Hausfeld, admits that their firm had been receiving a lot of inquiries all of which regarding the possibility of being included as plaintiff in the class suit. As of present time, individual and companies together as plaintiffs total to 33. The action was filed in New York last April. Hausfeld LLP is also exploring the option of launching legal steps in the regions of Europe and Asia.
Allegedly due to the pressure the charges are pressing upon the financial firms, Barclay’s chief executive Bob Diamond resigned Tuesday this week. As interpreted by the counsels, this could be the result of having all the weight on his shoulder as all the scandal had happened while he was on top, he cannot deny involvement. $451.4 million penalties were imposed perhaps that’s the turning point for him.
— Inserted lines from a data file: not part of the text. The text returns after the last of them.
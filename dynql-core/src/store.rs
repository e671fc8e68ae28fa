/// Collaborator interface to the remote key-value store
///
/// The driver core never speaks a wire protocol itself. It builds the request
/// types below and hands them to a [`StoreClient`], which owns transport,
/// authentication and retries.

use crate::{canonical_number, Item, Key, KeySchema, KeyValue, Result, Value};
use serde::{Deserialize, Serialize};

/// Provisioned throughput for a table
#[derive(Debug, Clone, Copy, PartialEq, Eq, Serialize, Deserialize)]
pub struct Throughput {
    pub read_capacity_units: u64,
    pub write_capacity_units: u64,
}

/// Billing mode chosen at table creation
#[derive(Debug, Clone, Copy, PartialEq, Eq, Serialize, Deserialize)]
pub enum BillingMode {
    /// No throughput hints given
    PayPerRequest,
    Provisioned(Throughput),
}

/// Table creation request
#[derive(Debug, Clone, PartialEq)]
pub struct CreateTableRequest {
    pub table: String,
    pub key_schema: KeySchema,
    pub billing_mode: BillingMode,
}

/// Table metadata as reported by the store
#[derive(Debug, Clone, PartialEq)]
pub struct TableDescription {
    pub table: String,
    pub key_schema: KeySchema,
    pub billing_mode: BillingMode,
    pub item_count: u64,
}

/// Equality filter applied by the store to query/scan results
pub type Filter = Vec<(String, Value)>;

/// Attribute equality as the store evaluates it: numbers compare by value
pub fn values_equal(a: &Value, b: &Value) -> bool {
    match (a, b) {
        (Value::N(x), Value::N(y)) => {
            let x = canonical_number(x);
            x.is_some() && x == canonical_number(y)
        }
        _ => a == b,
    }
}

/// True when every filter attribute is present on `item` with an equal value
pub fn matches_filter(item: &Item, filter: &[(String, Value)]) -> bool {
    filter
        .iter()
        .all(|(name, expected)| item.get(name).is_some_and(|v| values_equal(v, expected)))
}

/// Point read by full primary key
#[derive(Debug, Clone, PartialEq)]
pub struct GetItemRequest {
    pub table: String,
    pub key: Key,
}

/// Read of one partition, ordered by sort key
#[derive(Debug, Clone, PartialEq)]
pub struct QueryRequest {
    pub table: String,
    pub partition_key: KeyValue,
    pub filter: Filter,
    pub limit: Option<usize>,
    pub exclusive_start_key: Option<Key>,
}

/// Full table scan
#[derive(Debug, Clone, PartialEq)]
pub struct ScanRequest {
    pub table: String,
    pub filter: Filter,
    pub limit: Option<usize>,
    pub exclusive_start_key: Option<Key>,
}

/// One page of query or scan results
#[derive(Debug, Clone, Default, PartialEq)]
pub struct Page {
    pub items: Vec<Item>,
    /// Present when more items may follow
    pub last_evaluated_key: Option<Key>,
}

/// Condition a write must satisfy against the item's current state
#[derive(Debug, Clone, Copy, PartialEq, Eq)]
pub enum WriteCondition {
    /// The item must not exist yet (insert semantics)
    ItemNotExists,
    /// The item must already exist (update/delete of a known row)
    ItemExists,
}

impl WriteCondition {
    pub fn holds(&self, current: Option<&Item>) -> bool {
        match self {
            WriteCondition::ItemNotExists => current.is_none(),
            WriteCondition::ItemExists => current.is_some(),
        }
    }
}

/// A fully bound single-item write, ready to submit
#[derive(Debug, Clone, PartialEq)]
pub enum WriteOperation {
    Put {
        table: String,
        key: Key,
        item: Item,
        condition: Option<WriteCondition>,
    },
    Update {
        table: String,
        key: Key,
        /// SET assignments in statement order
        set: Vec<(String, Value)>,
        condition: Option<WriteCondition>,
    },
    Delete {
        table: String,
        key: Key,
        condition: Option<WriteCondition>,
    },
}

impl WriteOperation {
    pub fn table(&self) -> &str {
        match self {
            Self::Put { table, .. } | Self::Update { table, .. } | Self::Delete { table, .. } => {
                table
            }
        }
    }

    pub fn key(&self) -> &Key {
        match self {
            Self::Put { key, .. } | Self::Update { key, .. } | Self::Delete { key, .. } => key,
        }
    }

    pub fn condition(&self) -> Option<WriteCondition> {
        match self {
            Self::Put { condition, .. }
            | Self::Update { condition, .. }
            | Self::Delete { condition, .. } => *condition,
        }
    }

    pub fn kind(&self) -> &'static str {
        match self {
            Self::Put { .. } => "put",
            Self::Update { .. } => "update",
            Self::Delete { .. } => "delete",
        }
    }
}

/// Blocking request/response client for the store.
///
/// Implementations report remote rejections as [`crate::Error::Store`] with
/// the store's code, and deadline expiry or cancellation as
/// [`crate::Error::Cancelled`]. None of the methods retry on behalf of the
/// driver.
pub trait StoreClient: Send + Sync {
    fn create_table(&self, request: CreateTableRequest) -> Result<()>;

    fn delete_table(&self, table: &str) -> Result<()>;

    /// Returns `RESOURCE_NOT_FOUND` for an unknown table
    fn describe_table(&self, table: &str) -> Result<TableDescription>;

    fn list_tables(&self) -> Result<Vec<String>>;

    fn put_item(&self, op: WriteOperation) -> Result<()>;

    fn update_item(&self, op: WriteOperation) -> Result<()>;

    fn delete_item(&self, op: WriteOperation) -> Result<()>;

    fn get_item(&self, request: GetItemRequest) -> Result<Option<Item>>;

    fn query(&self, request: QueryRequest) -> Result<Page>;

    fn scan(&self, request: ScanRequest) -> Result<Page>;

    /// Applies every operation or none of them
    fn transact_write(&self, ops: Vec<WriteOperation>) -> Result<()>;
}

#[cfg(test)]
mod tests {
    use super::*;

    #[test]
    fn test_write_condition_holds() {
        let item = Item::new();
        assert!(WriteCondition::ItemNotExists.holds(None));
        assert!(!WriteCondition::ItemNotExists.holds(Some(&item)));
        assert!(WriteCondition::ItemExists.holds(Some(&item)));
        assert!(!WriteCondition::ItemExists.holds(None));
    }

    #[test]
    fn test_matches_filter() {
        let mut item = Item::new();
        item.insert("n".into(), Value::N("1.50".into()));
        item.insert("s".into(), Value::S("x".into()));

        assert!(matches_filter(&item, &[]));
        assert!(matches_filter(&item, &[("n".into(), Value::N("1.5".into()))]));
        assert!(matches_filter(&item, &[("n".into(), Value::N("15e-1".into()))]));
        assert!(!matches_filter(&item, &[("s".into(), Value::S("y".into()))]));
        assert!(!matches_filter(&item, &[("missing".into(), Value::Null)]));
    }

    #[test]
    fn test_write_operation_accessors() {
        let key = Key::new(KeyValue::S("1".into()));
        let op = WriteOperation::Delete {
            table: "t".into(),
            key: key.clone(),
            condition: Some(WriteCondition::ItemExists),
        };
        assert_eq!(op.table(), "t");
        assert_eq!(op.key(), &key);
        assert_eq!(op.kind(), "delete");
        assert_eq!(op.condition(), Some(WriteCondition::ItemExists));
    }
}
Barclays entered into a deal with the US government that in exchange of its pleading its guilt, it will not be prosecuted so long as it participates and cooperates in the investigation of other banking institutions. 14 employees of Barclays are reported to be under interrogation of the FBI.
Analyst would say that the decision of Barclays to the side of the government at the initiation of this investigation will do them good. Since they have already settled their position, they can start reorganizing their structure and rebuild their tainted reputation.
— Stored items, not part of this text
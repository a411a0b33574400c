//! Lowering configuration.

use serde::{Deserialize, Serialize};

/// What happens when a unit declares a function name twice.
#[derive(Debug, Clone, Copy, PartialEq, Eq, Default, Serialize, Deserialize)]
#[serde(rename_all = "kebab-case")]
pub enum RedefinitionPolicy {
    /// The later declaration replaces the earlier one.
    #[default]
    Replace,
    /// A second declaration is a validation error.
    Reject,
}

/// Options for one lowering context.
#[derive(Debug, Clone, PartialEq, Serialize, Deserialize)]
#[serde(default, rename_all = "kebab-case")]
pub struct LowerOptions {
    pub redefinition: RedefinitionPolicy,
    /// Runtime helper called for `(coll 0)`: tries indexed access first,
    /// then falls back to calling `coll`.
    pub numeric_access_helper: String,
    /// Property marking the object thrown by an early `return` from inside
    /// an expression wrapper.
    pub early_return_key: String,
    /// Source-module extension rewritten to `.js` in import paths.
    pub source_extension: String,
}

impl Default for LowerOptions {
    fn default() -> Self {
        Self {
            redefinition: RedefinitionPolicy::Replace,
            numeric_access_helper: "__sprig_get_numeric".into(),
            early_return_key: "__sprig_early_return__".into(),
            source_extension: ".sprig".into(),
        }
    }
}

impl LowerOptions {
    /// Load options from JSON; missing keys keep their defaults.
    pub fn from_json(text: &str) -> Result<Self, serde_json::Error> {
        serde_json::from_str(text)
    }
}

#[cfg(test)]
mod tests {
    use super::*;

    #[test]
    fn test_partial_json_keeps_defaults() {
        let options = LowerOptions::from_json(r#"{"redefinition": "reject"}"#).unwrap();
        assert_eq!(options.redefinition, RedefinitionPolicy::Reject);
        assert_eq!(options.numeric_access_helper, "__sprig_get_numeric");
        assert_eq!(options.early_return_key, "__sprig_early_return__");
    }

    #[test]
    fn test_kebab_case_keys() {
        let options = LowerOptions::from_json(
            r#"{"source-extension": ".lisp", "numeric-access-helper": "nth"}"#,
        )
        .unwrap();
        assert_eq!(options.source_extension, ".lisp");
        assert_eq!(options.numeric_access_helper, "nth");
    }

    #[test]
    fn test_unknown_policy_rejected() {
        assert!(LowerOptions::from_json(r#"{"redefinition": "merge"}"#).is_err());
    }
}
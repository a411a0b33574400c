//! Statement builders for the IR.

use crate::{Class, Enum, Function, Node, NodeKind};
use serde::{Deserialize, Serialize};

/// Declaration keyword of a variable declaration.
#[derive(Debug, Clone, Copy, PartialEq, Eq, Serialize, Deserialize)]
pub enum VariableKind {
    Const,
    Let,
}

/// Kind of a class method.
#[derive(Debug, Clone, Copy, PartialEq, Eq, Serialize, Deserialize)]
pub enum MethodKind {
    Constructor,
    Method,
    Get,
    Set,
}

// Builder methods for statements
impl Node {
    pub fn expr_stmt(expr: Node) -> Self {
        let position = expr.position.clone();
        Node::new(NodeKind::ExpressionStatement(Box::new(expr))).at(position)
    }

    pub fn block(stmts: Vec<Node>) -> Self {
        Node::new(NodeKind::Block(stmts))
    }

    pub fn declare(kind: VariableKind, id: Node, init: Option<Node>) -> Self {
        let position = id.position.clone();
        let declarator = Node::new(NodeKind::VariableDeclarator {
            id: Box::new(id),
            init: init.map(Box::new),
        })
        .at(position);
        Node::new(NodeKind::VariableDeclaration {
            kind,
            declarations: vec![declarator],
        })
    }

    pub fn const_decl(id: Node, init: Node) -> Self {
        Node::declare(VariableKind::Const, id, Some(init))
    }

    pub fn let_decl(id: Node, init: Option<Node>) -> Self {
        Node::declare(VariableKind::Let, id, init)
    }

    pub fn function_decl(f: Function) -> Self {
        Node::new(NodeKind::FunctionDeclaration(Box::new(f)))
    }

    pub fn return_stmt(argument: Option<Node>) -> Self {
        Node::new(NodeKind::Return(argument.map(Box::new)))
    }

    pub fn if_stmt(test: Node, consequent: Node, alternate: Option<Node>) -> Self {
        Node::new(NodeKind::If {
            test: Box::new(test),
            consequent: Box::new(consequent),
            alternate: alternate.map(Box::new),
        })
    }

    pub fn throw_stmt(argument: Node) -> Self {
        Node::new(NodeKind::Throw(Box::new(argument)))
    }

    pub fn try_stmt(block: Node, handler: Option<Node>, finalizer: Option<Node>) -> Self {
        Node::new(NodeKind::Try {
            block: Box::new(block),
            handler: handler.map(Box::new),
            finalizer: finalizer.map(Box::new),
        })
    }

    pub fn catch_clause(param: Option<Node>, body: Node) -> Self {
        Node::new(NodeKind::CatchClause {
            param: param.map(Box::new),
            body: Box::new(body),
        })
    }

    pub fn while_loop(test: Node, body: Node) -> Self {
        Node::new(NodeKind::While {
            test: Box::new(test),
            body: Box::new(body),
        })
    }

    pub fn for_loop(init: Option<Node>, test: Option<Node>, update: Option<Node>, body: Node) -> Self {
        Node::new(NodeKind::For {
            init: init.map(Box::new),
            test: test.map(Box::new),
            update: update.map(Box::new),
            body: Box::new(body),
        })
    }

    pub fn for_of(left: Node, right: Node, body: Node, is_await: bool) -> Self {
        Node::new(NodeKind::ForOf {
            left: Box::new(left),
            right: Box::new(right),
            body: Box::new(body),
            is_await,
        })
    }

    pub fn for_in(left: Node, right: Node, body: Node) -> Self {
        Node::new(NodeKind::ForIn {
            left: Box::new(left),
            right: Box::new(right),
            body: Box::new(body),
        })
    }

    pub fn break_stmt(label: Option<String>) -> Self {
        Node::new(NodeKind::Break(label))
    }

    pub fn continue_stmt(label: Option<String>) -> Self {
        Node::new(NodeKind::Continue(label))
    }

    pub fn labeled(label: impl Into<String>, body: Node) -> Self {
        Node::new(NodeKind::Labeled {
            label: label.into(),
            body: Box::new(body),
        })
    }

    pub fn switch_stmt(discriminant: Node, cases: Vec<Node>) -> Self {
        Node::new(NodeKind::Switch {
            discriminant: Box::new(discriminant),
            cases,
        })
    }

    pub fn switch_case(test: Option<Node>, consequent: Vec<Node>) -> Self {
        Node::new(NodeKind::SwitchCase {
            test: test.map(Box::new),
            consequent,
        })
    }

    pub fn class_decl(class: Class) -> Self {
        Node::new(NodeKind::ClassDeclaration(Box::new(class)))
    }

    pub fn enum_decl(e: Enum) -> Self {
        Node::new(NodeKind::EnumDeclaration(Box::new(e)))
    }
}

#[cfg(test)]
mod tests {
    use super::*;
    use crate::Position;

    #[test]
    fn test_declaration_inherits_id_position() {
        let id = Node::ident("x").at(Some(Position::new(3, 5)));
        let decl = Node::const_decl(id, Node::number(1));
        match &decl.kind {
            NodeKind::VariableDeclaration { kind, declarations } => {
                assert_eq!(*kind, VariableKind::Const);
                assert_eq!(declarations[0].position, Some(Position::new(3, 5)));
            }
            _ => panic!("expected VariableDeclaration"),
        }
    }

    #[test]
    fn test_statement_classification() {
        assert!(Node::return_stmt(None).is_statement());
        assert!(Node::return_stmt(None).is_terminator());
        assert!(!Node::number(1).is_statement());
        assert!(!Node::iife(vec![]).is_statement());
    }
}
Investigations about the Libor rates were initiated back in 2008 because of doubtful movements in the rates. US Commodity Futures Trading Commission (CFTC) led this investigation. The doubts were raised during the height of the global recession. During that time, the rate suddenly went up allegedly due to the pressure in the banking structure until it suddenly dropped.
In 2010, a whistle blower emerged and came to CFTC. Financial Services Authority (FSA) was dragged into the matter which further exemplified the hidden manipulations in the Libor rates.
Two years later, the present scenario is that a class suit was instituted against more than 20 financial institutions, with 33 and counting plaintiff, all concerned with the outcome, and the claims for damages. Although currently, what is instituted is only a civil case, it is not far from reality if criminal charges and even extradition cases would be involved. The U.S. government is quite firm in its path to eradicate the practice and to teach the perpetrators lessons.